DATA SECTION:

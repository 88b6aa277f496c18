pub mod analytics;
pub mod badge_engine;
pub mod clock;
pub mod lifecycle;

pub use analytics::{Analytics, ChartPoint, GameSummary, OverallStats, Trend};
pub use badge_engine::BadgeEngine;
pub use clock::{Clock, SystemClock};
pub use lifecycle::{FinishedSession, GameLifecycle, LifecycleState};
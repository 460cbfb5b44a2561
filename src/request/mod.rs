//! Provisioning requests and the canonical keys derived from them.
//!
//! A [`ProvisionRequest`] describes the node a test session needs. Two
//! requests with identical fields are interchangeable, so the cache indexes
//! provisioned nodes by a [`RequestKey`] built from the fields that affect
//! fungibility. Free-form labels are carried for logging only and never take
//! part in the key.

use std::collections::BTreeMap;
use std::fmt;

use serde::{Deserialize, Serialize};
use thiserror::Error;

/// Prefix shared by every request key.
pub const KEY_PREFIX: &str = "node";

/// Separator between key segments.
pub const KEY_SEPARATOR: char = '/';

/// Networking mode value that turns on accelerated networking.
pub const ACCELERATED_NETWORKING_MODE: &str = "SRIOV";

/// Immutable description of the node a session wants to use.
#[derive(Clone, Debug, Eq, PartialEq, Serialize, Deserialize)]
pub struct ProvisionRequest {
    /// Provider region (for example `eastus2`).
    pub location: String,
    /// Provider image identifier (for example `UbuntuLTS` or a URN).
    pub image_reference: String,
    /// Provider SKU or size (for example `Standard_DS1_v2`).
    pub size_class: String,
    /// Optional setup variant; empty when unused.
    pub setup_variant: String,
    /// Optional networking mode; empty when unused.
    pub networking_mode: String,
    /// Free-form labels used for logging; excluded from the request key.
    #[serde(default)]
    pub labels: BTreeMap<String, String>,
}

impl ProvisionRequest {
    /// Starts a builder for a [`ProvisionRequest`].
    #[must_use]
    pub fn builder() -> ProvisionRequestBuilder {
        ProvisionRequestBuilder::new()
    }

    /// Validates the request, returning the first missing required field.
    ///
    /// # Errors
    ///
    /// Returns [`RequestError::Validation`] when `location`,
    /// `image_reference`, or `size_class` is blank, and
    /// [`RequestError::Separator`] when `setup_variant` or `networking_mode`
    /// contains the key separator.
    pub fn validate(&self) -> Result<(), RequestError> {
        for (field, value) in [
            ("location", &self.location),
            ("image_reference", &self.image_reference),
            ("size_class", &self.size_class),
        ] {
            if value.trim().is_empty() {
                return Err(RequestError::Validation(field.to_owned()));
            }
        }
        // Optional segments are tagged, so a separator inside one could forge
        // the tag of the next.
        for (field, value) in [
            ("setup_variant", &self.setup_variant),
            ("networking_mode", &self.networking_mode),
        ] {
            if value.contains(KEY_SEPARATOR) {
                return Err(RequestError::Separator(field.to_owned()));
            }
        }
        Ok(())
    }

    /// Returns `true` when the request asks for accelerated networking.
    #[must_use]
    pub fn wants_accelerated_networking(&self) -> bool {
        self.networking_mode
            .trim()
            .eq_ignore_ascii_case(ACCELERATED_NETWORKING_MODE)
    }

    /// Derives the canonical cache key for this request.
    ///
    /// # Errors
    ///
    /// Returns [`RequestError::Validation`] when the request is malformed.
    pub fn key(&self) -> Result<RequestKey, RequestError> {
        build_key(self)
    }
}

/// Builder for [`ProvisionRequest`] that trims inputs and validates on build.
#[derive(Clone, Debug, Default, Eq, PartialEq)]
pub struct ProvisionRequestBuilder {
    location: String,
    image_reference: String,
    size_class: String,
    setup_variant: String,
    networking_mode: String,
    labels: BTreeMap<String, String>,
}

impl ProvisionRequestBuilder {
    /// Creates an empty builder; required fields must be set before build.
    #[must_use]
    pub fn new() -> Self {
        Self::default()
    }

    /// Sets the provider region.
    #[must_use]
    pub fn location(mut self, value: impl Into<String>) -> Self {
        self.location = value.into();
        self
    }

    /// Sets the image identifier.
    #[must_use]
    pub fn image_reference(mut self, value: impl Into<String>) -> Self {
        self.image_reference = value.into();
        self
    }

    /// Sets the size class.
    #[must_use]
    pub fn size_class(mut self, value: impl Into<String>) -> Self {
        self.size_class = value.into();
        self
    }

    /// Sets the setup variant.
    #[must_use]
    pub fn setup_variant(mut self, value: impl Into<String>) -> Self {
        self.setup_variant = value.into();
        self
    }

    /// Sets the networking mode.
    #[must_use]
    pub fn networking_mode(mut self, value: impl Into<String>) -> Self {
        self.networking_mode = value.into();
        self
    }

    /// Adds a free-form label.
    #[must_use]
    pub fn label(mut self, key: impl Into<String>, value: impl Into<String>) -> Self {
        self.labels.insert(key.into(), value.into());
        self
    }

    /// Builds and validates the [`ProvisionRequest`].
    ///
    /// # Errors
    ///
    /// Returns [`RequestError::Validation`] when a required field is blank.
    pub fn build(self) -> Result<ProvisionRequest, RequestError> {
        let request = ProvisionRequest {
            location: self.location.trim().to_owned(),
            image_reference: self.image_reference.trim().to_owned(),
            size_class: self.size_class.trim().to_owned(),
            setup_variant: self.setup_variant.trim().to_owned(),
            networking_mode: self.networking_mode.trim().to_owned(),
            labels: self.labels,
        };
        request.validate()?;
        Ok(request)
    }
}

/// Stable cache index derived from a [`ProvisionRequest`].
#[derive(Clone, Debug, Eq, Hash, Ord, PartialEq, PartialOrd, Serialize, Deserialize)]
#[serde(transparent)]
pub struct RequestKey(String);

impl RequestKey {
    /// Returns the key as a string slice.
    #[must_use]
    pub fn as_str(&self) -> &str {
        &self.0
    }

    /// Returns a file-name-safe rendering of the key, used for lock files.
    #[must_use]
    pub fn file_stem(&self) -> String {
        self.0
            .chars()
            .map(|ch| {
                if ch.is_ascii_alphanumeric() || matches!(ch, '-' | '_' | '.') {
                    ch
                } else {
                    '_'
                }
            })
            .collect()
    }
}

impl fmt::Display for RequestKey {
    fn fmt(&self, f: &mut fmt::Formatter<'_>) -> fmt::Result {
        f.write_str(&self.0)
    }
}

impl From<&str> for RequestKey {
    fn from(value: &str) -> Self {
        Self(value.to_owned())
    }
}

/// Builds the canonical key for `request`.
///
/// The key is `node/<location>/<image_reference>/<size_class>` followed by
/// `setup=<variant>` and `net=<mode>` segments when those optional fields are
/// set. Values are trimmed; the networking mode is upper-cased because the
/// provider treats it case-insensitively.
///
/// # Errors
///
/// Returns [`RequestError::Validation`] when a required field is blank.
pub fn build_key(request: &ProvisionRequest) -> Result<RequestKey, RequestError> {
    request.validate()?;

    let mut key = String::from(KEY_PREFIX);
    for part in [
        request.location.trim(),
        request.image_reference.trim(),
        request.size_class.trim(),
    ] {
        key.push(KEY_SEPARATOR);
        key.push_str(part);
    }

    let setup = request.setup_variant.trim();
    if !setup.is_empty() {
        key.push_str("/setup=");
        key.push_str(setup);
    }

    let networking = request.networking_mode.trim().to_ascii_uppercase();
    if !networking.is_empty() {
        key.push_str("/net=");
        key.push_str(&networking);
    }

    Ok(RequestKey(key))
}

/// Errors raised while validating a request.
#[derive(Clone, Debug, Error, Eq, PartialEq)]
pub enum RequestError {
    /// Raised when a required field is missing or blank.
    #[error("invalid provisioning request: missing or empty field {0}")]
    Validation(String),
    /// Raised when an optional key segment contains the key separator.
    #[error("invalid provisioning request: field {0} must not contain '/'")]
    Separator(String),
}

#[cfg(test)]
mod tests;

WHAT IS EXPECTED: What you return must be an exact retyping of the lines above starting at the line with "in the key." and ending at the line with "between key segments.", and nothing besides.

ANSWER AREA:
//! part in the key.

use std::collections::BTreeMap;
use std::fmt;

use serde::{Deserialize, Serialize};
use thiserror::Error;

/// Prefix shared by every request key.
pub const KEY_PREFIX: &str = "node";

/// Separator between key segments.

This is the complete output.